Radiation Procedure Improves Use
For patients with coronary artery disease, placing a stent or small steel mesh tube inside a narrowed artery to keep it open improves health, but one patient in five experiences restenosis, or a recurrence of the artery-clogging build-up that caused the disease in the first place.
Cardiologists at the UConn Health Center are using a new technique to prevent that recurrence.
The procedure is called intravascular radiotherapy and it is a new application for radiotherapy, most commonly used to treat cancer.
In the coronary procedure, a patient with restenosis again undergoes angioplasty, in which a thin tube or catheter with a tiny balloon at its tip is inserted into the narrowed artery. The balloon is inflated to push open the artery walls and widen the path for blood flow.
After the artery is re-inflated, the doctor inserts a carefully controlled dose of radiation through the catheter to the stent site. After a prescribed amount of exposure, the radiation is withdrawn.
The radiation impedes, and in some cases halts, the regrowth of tissue around the stent.
"This is an exciting development in cardiology," says Dr. Michael Azrin, a cardiologist and assistant professor of medicine at the UConn School of Medicine. "The technology is proven; the procedure is minimally invasive and effective; and the outcomes are largely favorable.
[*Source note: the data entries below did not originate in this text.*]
//! Core data model: documents, fingerprints, tables and column roles.
//!
//! Every stage of the pipeline speaks in these types. [`RawTable`] is what
//! the extraction service hands back (or what the cache replays), and
//! [`ClassifiedTable`] is a raw table after orientation, role assignment
//! and canonical reordering.

use crate::error::OversizedTable;
use serde::{Deserialize, Serialize};
use std::fmt;
use std::path::Path;

/// `true` when a cell holds no value: empty or whitespace only.
///
/// This is the single definition of "missing value" used by the classifier,
/// the reorderer and the aggregator.
pub fn is_blank(cell: &str) -> bool {
    cell.trim().is_empty()
}

// ── SourceDocument ───────────────────────────────────────────────────────

/// A document to process: opaque bytes plus a display name.
///
/// The name is only used for reporting and for naming cache artifacts.
/// Cache identity is the [`ContentFingerprint`] of `bytes`.
#[derive(Clone)]
pub struct SourceDocument {
    pub name: String,
    pub bytes: Vec<u8>,
}

impl SourceDocument {
    pub fn new(name: impl Into<String>, bytes: impl Into<Vec<u8>>) -> Self {
        Self {
            name: name.into(),
            bytes: bytes.into(),
        }
    }

    /// Read a document from disk; the display name is the file name.
    pub async fn read(path: impl AsRef<Path>) -> std::io::Result<Self> {
        let path = path.as_ref();
        let bytes = tokio::fs::read(path).await?;
        Ok(Self::new(display_name(path), bytes))
    }

    /// File-name-safe stem of the display name, used in cache artifact names.
    ///
    /// `"rosters/Class 3.pdf"` → `"Class 3"`. Characters that are unsafe in
    /// file names are replaced by `_`; an empty stem becomes `"document"`.
    pub fn base_name(&self) -> String {
        let file = self.name.rsplit(['/', '\\']).next().unwrap_or(&self.name);
        let stem = match file.rfind('.') {
            Some(pos) if pos > 0 => &file[..pos],
            _ => file,
        };
        let cleaned: String = stem
            .chars()
            .map(|c| match c {
                '/' | '\\' | ':' | '*' | '?' | '"' | '<' | '>' | '|' => '_',
                c if c.is_control() => '_',
                c => c,
            })
            .collect();
        let cleaned = cleaned.trim();
        if cleaned.is_empty() {
            "document".to_string()
        } else {
            cleaned.to_string()
        }
    }

    pub fn len(&self) -> usize {
        self.bytes.len()
    }

    pub fn is_empty(&self) -> bool {
        self.bytes.is_empty()
    }
}

impl fmt::Debug for SourceDocument {
    fn fmt(&self, f: &mut fmt::Formatter<'_>) -> fmt::Result {
        f.debug_struct("SourceDocument")
            .field("name", &self.name)
            .field("bytes", &format_args!("<{} bytes>", self.bytes.len()))
            .finish()
    }
}

pub(crate) fn display_name(path: &Path) -> String {
    path.file_name()
        .map(|n| n.to_string_lossy().into_owned())
        .unwrap_or_else(|| path.display().to_string())
}

// ── ContentFingerprint ───────────────────────────────────────────────────

/// Lowercase hex SHA-256 digest of a document's bytes.
///
/// Produced by [`crate::pipeline::fingerprint::fingerprint`]; the only cache key.
#[derive(Debug, Clone, PartialEq, Eq, Hash, PartialOrd, Ord, Serialize, Deserialize)]
#[serde(try_from = "String", into = "String")]
pub struct ContentFingerprint(String);

impl ContentFingerprint {
    /// Length of the hex string.
    pub const HEX_LEN: usize = 64;

    pub(crate) fn from_digest(digest: &[u8]) -> Self {
        Self(hex::encode(digest))
    }

    /// Parse a previously rendered fingerprint. Accepts exactly 64 hex digits.
    pub fn from_hex(s: &str) -> Option<Self> {
        let s = s.trim();
        if s.len() == Self::HEX_LEN && s.bytes().all(|b| b.is_ascii_hexdigit()) {
            Some(Self(s.to_ascii_lowercase()))
        } else {
            None
        }
    }

    pub fn as_str(&self) -> &str {
        &self.0
    }

    /// The first `len` hex characters (the whole string if `len` is larger).
    pub fn prefix(&self, len: usize) -> &str {
        &self.0[..len.min(self.0.len())]
    }
}

impl fmt::Display for ContentFingerprint {
    fn fmt(&self, f: &mut fmt::Formatter<'_>) -> fmt::Result {
        f.write_str(&self.0)
    }
}

impl TryFrom<String> for ContentFingerprint {
    type Error = String;

    fn try_from(value: String) -> Result<Self, Self::Error> {
        Self::from_hex(&value).ok_or_else(|| format!("not a 64-digit hex fingerprint: '{value}'"))
    }
}

impl From<ContentFingerprint> for String {
    fn from(fp: ContentFingerprint) -> Self {
        fp.0
    }
}

// ── RawTable ─────────────────────────────────────────────────────────────

/// Largest grid [`RawTable::from_cells`] will allocate.
pub const MAX_TABLE_CELLS: usize = 1 << 20;

/// A rectangular grid of cell text, row-major.
///
/// Construction pads short rows with empty cells so every row has
/// `column_count` cells. Serialises as a bare array of rows.
#[derive(Debug, Clone, PartialEq, Eq, Default, Serialize, Deserialize)]
#[serde(from = "Vec<Vec<String>>", into = "Vec<Vec<String>>")]
pub struct RawTable {
    rows: Vec<Vec<String>>,
    columns: usize,
}

impl RawTable {
    pub fn new(mut rows: Vec<Vec<String>>) -> Self {
        let columns = rows.iter().map(Vec::len).max().unwrap_or(0);
        for row in &mut rows {
            row.resize(columns, String::new());
        }
        Self { rows, columns }
    }

    /// Build a table from positioned cells `(row, column, content)`.
    ///
    /// Content is trimmed, later cells at the same position win, and rows
    /// that are blank in every cell are dropped. Fails before allocating if
    /// the indices span more than [`MAX_TABLE_CELLS`] cells.
    pub fn from_cells<I, S>(cells: I) -> Result<Self, OversizedTable>
    where
        I: IntoIterator<Item = (usize, usize, S)>,
        S: AsRef<str>,
    {
        let cells: Vec<(usize, usize, S)> = cells.into_iter().collect();
        let rows = cells.iter().map(|(r, _, _)| r.saturating_add(1)).max().unwrap_or(0);
        let columns = cells.iter().map(|(_, c, _)| c.saturating_add(1)).max().unwrap_or(0);
        if rows.checked_mul(columns).map_or(true, |n| n > MAX_TABLE_CELLS) {
            return Err(OversizedTable {
                rows,
                columns,
                limit: MAX_TABLE_CELLS,
            });
        }

        let mut grid = vec![vec![String::new(); columns]; rows];
        for (r, c, content) in &cells {
            grid[*r][*c] = content.as_ref().trim().to_string();
        }
        grid.retain(|row| row.iter().any(|cell| !is_blank(cell)));

        Ok(Self::new(grid))
    }

    pub fn row_count(&self) -> usize {
        self.rows.len()
    }

    pub fn column_count(&self) -> usize {
        self.columns
    }

    pub fn rows(&self) -> &[Vec<String>] {
        &self.rows
    }

    pub fn into_rows(self) -> Vec<Vec<String>> {
        self.rows
    }

    pub fn cell(&self, row: usize, column: usize) -> Option<&str> {
        self.rows.get(row).and_then(|r| r.get(column)).map(String::as_str)
    }

    /// The cells of column `index`, top to bottom.
    pub fn column(&self, index: usize) -> Vec<&str> {
        self.rows
            .iter()
            .filter_map(|r| r.get(index).map(String::as_str))
            .collect()
    }

    /// No rows, or every cell blank.
    pub fn is_blank(&self) -> bool {
        self.rows.iter().flatten().all(|c| is_blank(c))
    }

    /// Swap rows and columns.
    pub fn transpose(&self) -> Self {
        let rows = (0..self.columns)
            .map(|c| self.rows.iter().map(|r| r[c].clone()).collect())
            .collect();
        Self::new(rows)
    }
}

impl From<Vec<Vec<String>>> for RawTable {
    fn from(rows: Vec<Vec<String>>) -> Self {
        Self::new(rows)
    }
}

impl From<RawTable> for Vec<Vec<String>> {
    fn from(table: RawTable) -> Self {
        table.rows
    }
}

// ── Orientation / roles ──────────────────────────────────────────────────

/// Whether a table's semantic rows match its physical rows.
#[derive(Debug, Clone, Copy, PartialEq, Eq, Default, Serialize, Deserialize)]
#[serde(rename_all = "snake_case")]
pub enum Orientation {
    #[default]
    Normal,
    Transposed,
}

/// Canonical role of a column.
///
/// Declaration order is the canonical output order and the tie-break order
/// for lexicon matches.
#[derive(Debug, Clone, Copy, PartialEq, Eq, Hash, PartialOrd, Ord, Serialize, Deserialize)]
pub enum ColumnRole {
    Identifier,
    FirstName,
    LastName,
    Other,
}

impl ColumnRole {
    /// The roles that are merged down to a single column, in output order.
    pub const CANONICAL: [ColumnRole; 3] = [
        ColumnRole::Identifier,
        ColumnRole::FirstName,
        ColumnRole::LastName,
    ];

    /// Column title used in the unified dataset; `None` for `Other`.
    pub fn label(self) -> Option<&'static str> {
        match self {
            ColumnRole::Identifier => Some("ID"),
            ColumnRole::FirstName => Some("First Name"),
            ColumnRole::LastName => Some("Last Name"),
            ColumnRole::Other => None,
        }
    }
}

impl fmt::Display for ColumnRole {
    fn fmt(&self, f: &mut fmt::Formatter<'_>) -> fmt::Result {
        let s = match self {
            ColumnRole::Identifier => "Identifier",
            ColumnRole::FirstName => "FirstName",
            ColumnRole::LastName => "LastName",
            ColumnRole::Other => "Other",
        };
        f.write_str(s)
    }
}

/// Where row 0 of a classified table came from.
#[derive(Debug, Clone, Copy, PartialEq, Eq, Default, Serialize, Deserialize)]
#[serde(rename_all = "snake_case")]
pub enum HeaderSource {
    /// Row 0 as extracted (after re-orientation).
    #[default]
    Original,
    /// Row 0 was spreadsheet column letters and was replaced by row 1.
    PromotedRow,
    /// Row 0 held data; a `Column_N` header row was inserted above it.
    Synthesized,
}

// ── ClassifiedTable ──────────────────────────────────────────────────────

/// A table with a decided orientation and one role per column.
///
/// Row 0 is the header row. After [`crate::pipeline::reorder::reorder`] at
/// most one column carries each of Identifier, FirstName and LastName and
/// they lead the table in that order.
#[derive(Debug, Clone, PartialEq, Eq, Serialize, Deserialize)]
pub struct ClassifiedTable {
    /// Position of the table in the extraction response.
    pub table_index: usize,
    pub orientation: Orientation,
    #[serde(default)]
    pub header: HeaderSource,
    pub roles: Vec<ColumnRole>,
    pub rows: RawTable,
}

impl ClassifiedTable {
    pub fn header_row(&self) -> &[String] {
        self.rows.rows().first().map(Vec::as_slice).unwrap_or(&[])
    }

    /// Rows after the header.
    pub fn data_rows(&self) -> &[Vec<String>] {
        self.rows.rows().get(1..).unwrap_or(&[])
    }

    /// Column indices carrying `role`, left to right.
    pub fn columns_with(&self, role: ColumnRole) -> Vec<usize> {
        self.roles
            .iter()
            .enumerate()
            .filter(|(_, r)| **r == role)
            .map(|(i, _)| i)
            .collect()
    }

    /// Roles line up with columns, each canonical role appears at most once,
    /// and canonical roles precede every `Other` column in canonical order.
    pub fn is_canonical(&self) -> bool {
        if self.roles.len() != self.rows.column_count() {
            return false;
        }
        self.roles.windows(2).all(|w| {
            w[0] < w[1] || (w[0] == ColumnRole::Other && w[1] == ColumnRole::Other)
        })
    }
}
"This is an important addition to our armory for the treatment of coronary artery disease," he says.
The equipment the doctor uses to administer the radiotherapy is manufactured by Guidant Corp. of Santa Clara, Calif. The device houses the isotope, automatically inserts it into the patient's catheter and sends it to the stent site, records the exposure, then withdraws it.
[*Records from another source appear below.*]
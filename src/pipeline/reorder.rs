//! Canonical reordering: Identifier, FirstName, LastName, then the rest.
//!
//! When several columns share a canonical role (a roster with both a
//! `ת.ז` and a `Passport` column, say) they are merged into one: each row
//! takes the first non-empty value among the candidate columns, left to
//! right, and the secondary candidates are dropped. The header row is merged
//! the same way, so the surviving header is the leftmost candidate's.
//!
//! `Other` columns keep their relative order. Reordering a table that is
//! already canonical returns it unchanged.

use crate::model::{is_blank, ClassifiedTable, ColumnRole, RawTable};
use tracing::debug;

pub fn reorder(table: &ClassifiedTable) -> ClassifiedTable {
    let source = table.rows.rows();
    let mut columns: Vec<Vec<String>> = Vec::with_capacity(table.roles.len());
    let mut roles = Vec::with_capacity(table.roles.len());

    for role in ColumnRole::CANONICAL {
        let candidates = table.columns_with(role);
        if candidates.is_empty() {
            continue;
        }
        if candidates.len() > 1 {
            debug!(
                "merging {} {} columns (indices {:?})",
                candidates.len(),
                role,
                candidates
            );
        }
        let merged = source
            .iter()
            .map(|row| first_filled(row, &candidates))
            .collect();
        columns.push(merged);
        roles.push(role);
    }

    for index in table.columns_with(ColumnRole::Other) {
        columns.push(source.iter().map(|row| row[index].clone()).collect());
        roles.push(ColumnRole::Other);
    }

    let rows = (0..source.len())
        .map(|r| columns.iter().map(|col| col[r].clone()).collect())
        .collect();

    ClassifiedTable {
        table_index: table.table_index,
        orientation: table.orientation,
        header: table.header,
        roles,
        rows: RawTable::new(rows),
    }
}

/// First non-blank cell among `candidates`; the first candidate's cell if
/// all are blank.
fn first_filled(row: &[String], candidates: &[usize]) -> String {
    candidates
        .iter()
        .map(|&c| &row[c])
        .find(|cell| !is_blank(cell))
        .unwrap_or(&row[candidates[0]])
        .clone()
}

#[cfg(test)]
mod tests {
    use super::*;
    use crate::model::{HeaderSource, Orientation};
    use ColumnRole::*;

    fn classified(rows: &[&[&str]], roles: Vec<ColumnRole>) -> ClassifiedTable {
        ClassifiedTable {
            table_index: 0,
            orientation: Orientation::Normal,
            header: HeaderSource::Original,
            roles,
            rows: RawTable::new(
                rows.iter()
                    .map(|r| r.iter().map(|c| c.to_string()).collect())
                    .collect(),
            ),
        }
    }

    #[test]
    fn canonical_columns_lead_in_order() {
        let t = classified(
            &[&["שם פרטי", "תז", "שם משפחה"], &["Rachel", "519499492", "Adar"]],
            vec![FirstName, Identifier, LastName],
        );
        let out = reorder(&t);
        assert_eq!(out.roles, vec![Identifier, FirstName, LastName]);
        assert_eq!(out.rows.rows()[0], vec!["תז", "שם פרטי", "שם משפחה"]);
        assert_eq!(out.rows.rows()[1], vec!["519499492", "Rachel", "Adar"]);
        assert!(out.is_canonical());
    }

    #[test]
    fn duplicate_identifier_columns_are_merged() {
        let t = classified(
            &[&["ID", "Passport"], &["1", ""], &["", "2"], &["3", "9"]],
            vec![Identifier, Identifier],
        );
        let out = reorder(&t);
        assert_eq!(out.roles, vec![Identifier]);
        assert_eq!(out.rows.column(0), vec!["ID", "1", "2", "3"]);
    }

    #[test]
    fn other_columns_keep_relative_order() {
        let t = classified(
            &[&["Sign", "Last", "Phone", "ID"], &["s", "Adar", "052", "519499492"]],
            vec![Other, LastName, Other, Identifier],
        );
        let out = reorder(&t);
        assert_eq!(out.roles, vec![Identifier, LastName, Other, Other]);
        assert_eq!(out.rows.rows()[0], vec!["ID", "Last", "Sign", "Phone"]);
    }

    #[test]
    fn reorder_is_a_fixed_point() {
        let t = classified(
            &[
                &["Phone", "שם", "ID", "Passport", "משפחה"],
                &["052", "Dana", "", "A1234567", "Levi"],
            ],
            vec![Other, FirstName, Identifier, Identifier, LastName],
        );
        let once = reorder(&t);
        let twice = reorder(&once);
        assert_eq!(once, twice);
    }

    #[test]
    fn all_blank_candidates_keep_first_value() {
        let t = classified(&[&["ID", "ת.ז"], &[" ", ""]], vec![Identifier, Identifier]);
        let out = reorder(&t);
        assert_eq!(out.rows.rows()[1], vec![" "]);
    }

    #[test]
    fn table_without_canonical_columns_is_unchanged() {
        let t = classified(&[&["Score", "Grade"], &["90", "A"]], vec![Other, Other]);
        assert_eq!(reorder(&t), t);
    }
}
A doctor who is a radiation oncologist monitors this portion of the procedure.
"Radiotherapy has been used as a cancer treatment for years," says Robert Dowsett, a radiation oncologist who is a member of the team that performs the procedure. "The radiotherapy portion of the procedure is computer-controlled and guided.
"The advantage of the technology is that you can treat a small amount of tissue precisely and not radiate other areas or organs significantly," he adds.
The Health Center's team is the first in the state to use the advanced equipment produced by Guidant.